From the Introduction

Organization is being increasingly appreciated as an important influence on both the productivity of economic enterprises and the workers’ ability to satisfy their individual needs. Not only do we suspect organization to be a key factor in the successes of Japanese companies like Toyota, Sony, and Matsushita, but it seems related to the successes of U. S. institutions like 3M, IBM, Hewlett-Packard and even top sports teams. Nevertheless, this factor has seemed to defy scholarly analysis, especially for economists. Internal organizational relationships simply don’t fit into the orthodox theory of the firm; and in explanations of the sources of economic growth, the organization factor has at best been lumped unceremoniously with the rest of the residual, the unexplained and the unmeasured part of the growth rate.

Therefore, this book proposes a new economic concept, organizational capital, which holds great promise as: 1) an explanation of a neglected source of economic growth; 2) an explanation for the behavior and productivity of the firm; 3) an explanation of how productivity is related to inter-organizational behavior; 4) a guide to formulating better governmental policies with respect to economic growth and development; and 5) a vehicle for achieving overall a better appreciation of how institutional arrangements contribute to economic as well as social outcomes.

The book’s analysis is explicitly part of the emerging field of behavioral economics. That is, it borrows from noneconomic behavioral disciplines, in this case organizational behavior, and integrates these insights with economic theory. The book is also humanistic in that it views organizing efforts as well as all other economic activities as the means by which people achieve their ultimate ends, becoming all that they are capable of becoming. To the extent that organizational investment enables people to obtain greater satisfaction of their higher needs, it enables greater human well-being.
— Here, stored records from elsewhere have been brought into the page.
use std::ffi::OsString;
use std::path::{Path, PathBuf};

use once_cell::sync::OnceCell;
use serde_derive::Deserialize;
use simplelog::LevelFilter;

use crate::error::{Error, Result};

static CONF: OnceCell<Configuration> = OnceCell::new();

/// Environment variable naming a TOML configuration file.
pub const CONFIG_FILE_VAR: &str = "HDFILE_CONFIG";
/// Prefix of the environment variables read when no configuration file is given.
pub const ENV_PREFIX: &str = "HDFILE_";

#[derive(Debug, Clone, Copy, PartialEq, Eq, Deserialize)]
#[serde(rename_all = "lowercase")]
pub enum Backend {
    Memory,
    Local,
    Hdfs,
}

#[derive(Debug, Clone, Copy, PartialEq, Eq, Deserialize)]
#[serde(rename_all = "lowercase")]
pub enum LogLevel {
    Error,
    Warn,
    Info,
    Debug,
    Trace,
}

impl From<LogLevel> for LevelFilter {
    fn from(val: LogLevel) -> Self {
        match val {
            LogLevel::Error => LevelFilter::Error,
            LogLevel::Warn => LevelFilter::Warn,
            LogLevel::Info => LevelFilter::Info,
            LogLevel::Debug => LevelFilter::Debug,
            LogLevel::Trace => LevelFilter::Trace,
        }
    }
}

/// Settings for connecting a [`FileSystem`](crate::FileSystem) and for logging.
#[derive(Debug, Clone, Deserialize)]
#[serde(default)]
pub struct Configuration {
    pub backend: Backend,
    /// Namenode host; "default" picks up the cluster's `fs.defaultFS`.
    pub namenode: String,
    pub port: u16,
    /// Directory that backs the `local` backend.
    pub local_root: PathBuf,
    /// Zero keeps the client default for each of these.
    pub buffer_size: i32,
    pub replication: i16,
    pub block_size: i64,
    pub log_level: LogLevel,
    pub log_file: Option<PathBuf>,
}

impl Default for Configuration {
    fn default() -> Self {
        Configuration {
            backend: Backend::Memory,
            namenode: "default".to_owned(),
            port: 9000,
            local_root: std::env::temp_dir().join("hdfile"),
            buffer_size: 0,
            replication: 0,
            block_size: 0,
            log_level: LogLevel::Info,
            log_file: None,
        }
    }
}

impl Configuration {
    /// Process-wide configuration, loaded on first use. A load error is returned and the
    /// next call tries again.
    pub fn try_get() -> Result<&'static Configuration> {
        CONF.get_or_try_init(Self::load)
    }

    /// Like [`try_get`](Self::try_get), but falls back to the defaults. The error goes to
    /// stderr since no logger is installed yet.
    pub fn get() -> &'static Configuration {
        CONF.get_or_init(|| {
            Self::load().unwrap_or_else(|err| {
                eprintln!("failed to load configuration, using defaults: {}", err);
                Configuration::default()
            })
        })
    }

    fn load() -> Result<Self> {
        Self::load_with(std::env::var_os(CONFIG_FILE_VAR))
    }

    fn load_with(config_file: Option<OsString>) -> Result<Self> {
        match config_file {
            Some(path) => Configuration::load_from(PathBuf::from(path)),
            None => Configuration::from_env(),
        }
    }

    pub fn from_env() -> Result<Self> {
        Ok(envy::prefixed(ENV_PREFIX).from_env::<Configuration>()?)
    }

    pub fn load_from<P: AsRef<Path>>(path: P) -> Result<Self> {
        let s = std::fs::read_to_string(&path).map_err(|e| Error::LoadConfig {
            source: e,
            path: path.as_ref().into(),
        })?;
        toml::from_str(&s).map_err(|e| Error::ParseConfig {
            source: e,
            path: path.as_ref().into(),
        })
    }
}
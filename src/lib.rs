//! Seekable handles to files on a distributed filesystem.
//!
//! A [`FileSystem`] wraps a [`NativeClient`] connection and opens files on it. Each open file
//! is a [`RemoteFileHandle`] offering cursor reads and writes, positional reads, zero-copy
//! variants over caller buffers, and an idempotent close that also runs on drop.
//!
//! ```
//! use std::sync::Arc;
//! use hdfile::{FileSystem, MemoryClient};
//!
//! # fn main() -> hdfile::Result<()> {
//! let fs = FileSystem::new(Arc::new(MemoryClient::new()));
//! let mut f = fs.create("/tmp/t1")?;
//! assert_eq!(f.write(b"hello world")?, 11);
//! f.close()?;
//!
//! let f = fs.open("/tmp/t1")?;
//! assert_eq!(f.pread(6, 5)?, b"world".to_vec());
//! # Ok(())
//! # }
//! ```

pub mod config;
mod error;
mod file;
mod fs;
#[cfg(feature = "hdrs_valid")]
mod hdfs;
mod local;
pub mod logging;
mod memory;
pub mod native;
mod session;
pub mod span;

pub use config::Configuration;
pub use error::{Error, FileOp, Result};
pub use file::RemoteFileHandle;
pub use fs::FileSystem;
#[cfg(feature = "hdrs_valid")]
pub use hdfs::HdfsClient;
pub use local::LocalClient;
pub use memory::MemoryClient;
pub use native::{NativeClient, OpenFlags, OpenMode};
pub use span::{ReadOnly, ReadableByteSpan, WritableByteSpan};
use std::sync::Arc;

use tokio::sync::Semaphore;

use crate::verify::Pipeline;

#[derive(Clone)]
pub struct AppState {
    pub pipeline: Arc<Pipeline>,
    /// Caps how many verification runs are in flight at once.
    pub run_gate: Arc<Semaphore>,
}

impl AppState {
    pub fn new(pipeline: Pipeline, max_concurrent_runs: usize) -> Self {
        Self {
            pipeline: Arc::new(pipeline),
            run_gate: Arc::new(Semaphore::new(max_concurrent_runs.max(1))),
        }
    }
}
Thus, the organizational capital analysis is suggestive of an alternative approach to orthodox welfare analysis.

Investment in organizational capital refers to the using up of resources in order to bring about lasting improvement in productivity as well as worker well-being through changes in the functioning of the organization. Organizational capital formation could involve 1) changing the formal and informal social relationships and patterns of activity within the enterprise, 2) changing individual attributes important to organizational functioning, or 3) the accumulation of information useful in matching workers with organization situations. Organizational capital is human capital in which the attribute is embodied in either the organizational relationships, particular organization members, the organization’s repositories of information, or some combination of the above in order to improve the functioning of the organization.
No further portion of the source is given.